## TASK STATEMENT
Among the records that follow, find the line with "use tokio::signal;" and the line with "#[command(author, version, about, long_about". Set down those lines and all lines between them exactly, without adding anything.

──────── EXTRACTED DATA ────────

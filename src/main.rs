// Copyright (c) 2025 Ronan LE MEILLAT, SCTG Development
// This file is part of the rust-pcf8591 project and is licensed under the
// SCTG Development Non-Commercial License v1.0 (see LICENSE.md for details).

// Main entry point for the PCF8591 sampling service
use anyhow::Result;
use clap::Parser;
use log::info;
use std::path::PathBuf;
use tokio::signal;

use rust_pcf8591::config::{self, Config, I2CBusType};
use rust_pcf8591::daemon::launch_daemon::Daemon;

/// Background sampler for a PCF8591 4-channel I2C ADC
#[derive(Debug, Parser)]
#[command(author, version, about, long_about = None)]
struct Args {
    /// Path to configuration file (YAML format)
    #[arg(long)]
    config: Option<PathBuf>,

    /// Path to a configuration to validate and exit
    #[arg(long)]
    validate_config: Option<PathBuf>,

    /// Output the configuration schema as JSON and exit
    #[arg(long)]
    show_config_schema: bool,

    /// I2C bus driver (native or mock)
    #[arg(long)]
    bus_type: Option<I2CBusType>,

    /// I2C bus device node (e.g. /dev/i2c-1)
    #[arg(long)]
    bus_device: Option<String>,

    /// PCF8591 address, decimal or 0x-prefixed hexadecimal
    #[arg(long, value_parser = parse_address)]
    address: Option<u8>,

    /// Directory holding the settings and log files
    #[arg(long)]
    data_dir: Option<PathBuf>,

    /// Enable verbose logging (debug level)
    #[arg(short = 'v', long = "verbose")]
    verbose: bool,

    /// Disable all logging output
    #[arg(short = 'q', long = "quiet")]
    quiet: bool,
}

fn parse_address(s: &str) -> Result<u8, String> {
    let parsed = match s.strip_prefix("0x").or_else(|| s.strip_prefix("0X")) {
        Some(hex) => u8::from_str_radix(hex, 16),
        None => s.parse(),
    };
    parsed.map_err(|e| format!("invalid I2C address {:?}: {}", s, e))
}

#[tokio::main]
async fn main() -> Result<()> {
    let args = Args::parse();

    let log_level = if args.quiet {
        log::LevelFilter::Off
    } else if args.verbose {
        log::LevelFilter::Debug
    } else {
        log::LevelFilter::Info
    };

    env_logger::Builder::from_default_env()
        .filter_level(log_level)
        .init();

    if args.show_config_schema {
        return config::output_config_schema();
    }

    if let Some(validate_path) = args.validate_config {
        if !validate_path.exists() {
            return Err(anyhow::anyhow!(
                "Configuration file does not exist: {}",
                validate_path.display()
            ));
        }

        Config::from_file(&validate_path)
            .map_err(|err| anyhow::anyhow!("Configuration validation failed: {}", err))?;
        println!("Configuration file is valid: {}", validate_path.display());
        return Ok(());
    }

    let config_path = args
        .config
        .clone()
        .unwrap_or_else(|| PathBuf::from("config.yaml"));
    let mut config = Config::from_file(&config_path)?;
    config.apply_args(
        args.bus_type,
        args.bus_device.clone(),
        args.address,
        args.data_dir.clone(),
    );

    info!("Starting PCF8591 sampling service");
    let mut daemon = Daemon::new();
    daemon.launch(&config)?;

    // The sampler only stops with the process
    match signal::ctrl_c().await {
        Ok(()) => {
            info!("Received shutdown signal, terminating daemon");
            daemon.shutdown();
            daemon.join().await?;
        }
        Err(err) => {
            eprintln!("Error waiting for shutdown signal: {}", err);
        }
    }

    Ok(())
}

────────

## OUTPUT OF THE EXERCISE
use tokio::signal;

use rust_pcf8591::config::{self, Config, I2CBusType};
use rust_pcf8591::daemon::launch_daemon::Daemon;

/// Background sampler for a PCF8591 4-channel I2C ADC
#[derive(Debug, Parser)]
#[command(author, version, about, long_about = None)]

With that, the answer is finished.